__Exercise instructions__:
Everything from the first line of the records to the line containing "400 | パース失敗の詳細 |", inclusive, is to be extracted exactly, and nothing more.
= Beginning of Section =
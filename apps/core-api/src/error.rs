//! # Core API エラー定義
//!
//! Core API 固有のエラーと、統一エンベロープ形式の HTTP レスポンスへの変換を定義する。
//!
//! | バリアント | HTTP ステータス | `message` |
//! |-----------|----------------|-----------|
//! | `BadRequest` | 400 | パース失敗の詳細 |
//! | `Validation` | 400 | 検証エラーの内容 |
//! | `RouteNotFound` | 404 | 要求されたパス |
//! | `MethodNotAllowed` | 405 | 要求されたメソッドとパス |
//! | `Database` | 500 | 固定文言（詳細はログのみ） |

use axum::{
   Json,
   extract::rejection::{JsonRejection, PathRejection, QueryRejection},
   http::StatusCode,
   response::{IntoResponse, Response},
};
use thiserror::Error;
use tlias_domain::DomainError;
use tlias_infra::InfraError;
use tlias_shared::ApiResponse;

const INTERNAL_ERROR_MESSAGE: &str = "内部エラーが発生しました";

/// Core API で発生するエラー
#[derive(Debug, Error)]
pub enum CoreError {
   /// リクエストのパス・クエリ・ボディを解釈できない
   #[error("不正なリクエスト: {0}")]
   BadRequest(String),

   /// 入力値の検証失敗
   #[error("バリデーションエラー: {0}")]
   Validation(String),

   /// 該当するルートがない
   #[error("リソースが見つかりません: {0}")]
   RouteNotFound(String),

   /// パスは存在するがメソッドが許可されていない
   #[error("許可されていないメソッドです: {0}")]
   MethodNotAllowed(String),

   /// データベースエラー
   #[error("データベースエラー: {0}")]
   Database(#[from] InfraError),
}

impl From<DomainError> for CoreError {
   fn from(err: DomainError) -> Self {
      match err {
         DomainError::Validation(msg) => CoreError::Validation(msg),
      }
   }
}

impl From<JsonRejection> for CoreError {
   fn from(rejection: JsonRejection) -> Self {
      CoreError::BadRequest(rejection.body_text())
   }
}

impl From<QueryRejection> for CoreError {
   fn from(rejection: QueryRejection) -> Self {
      CoreError::BadRequest(rejection.body_text())
   }
}

impl From<PathRejection> for CoreError {
   fn from(rejection: PathRejection) -> Self {
      CoreError::BadRequest(rejection.body_text())
   }
}

impl IntoResponse for CoreError {
   fn into_response(self) -> Response {
      let (status, message) = match self {
         CoreError::BadRequest(msg) => {
            tracing::warn!("不正なリクエスト: {}", msg);
            (StatusCode::BAD_REQUEST, msg)
         }
         CoreError::Validation(msg) => {
            tracing::warn!("バリデーションエラー: {}", msg);
            (StatusCode::BAD_REQUEST, msg)
         }
         err @ CoreError::RouteNotFound(_) => (StatusCode::NOT_FOUND, err.to_string()),
         err @ CoreError::MethodNotAllowed(_) => {
            (StatusCode::METHOD_NOT_ALLOWED, err.to_string())
         }
         CoreError::Database(e) => {
            // セキュリティ: 内部エラー詳細はログのみ
            tracing::error!(error = %e, span_trace = %e.span_trace(), "データベースエラー");
            (
               StatusCode::INTERNAL_SERVER_ERROR,
               INTERNAL_ERROR_MESSAGE.to_string(),
            )
         }
      };

      (status, Json(ApiResponse::error(message))).into_response()
   }
}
= End of Section =
__Expected answer__:
filename apps/core-api/src/error.rs
//! # Core API エラー定義
//!
//! Core API 固有のエラーと、統一エンベロープ形式の HTTP レスポンスへの変換を定義する。
//!
//! | バリアント | HTTP ステータス | `message` |
//! |-----------|----------------|-----------|
//! | `BadRequest` | 400 | パース失敗の詳細 |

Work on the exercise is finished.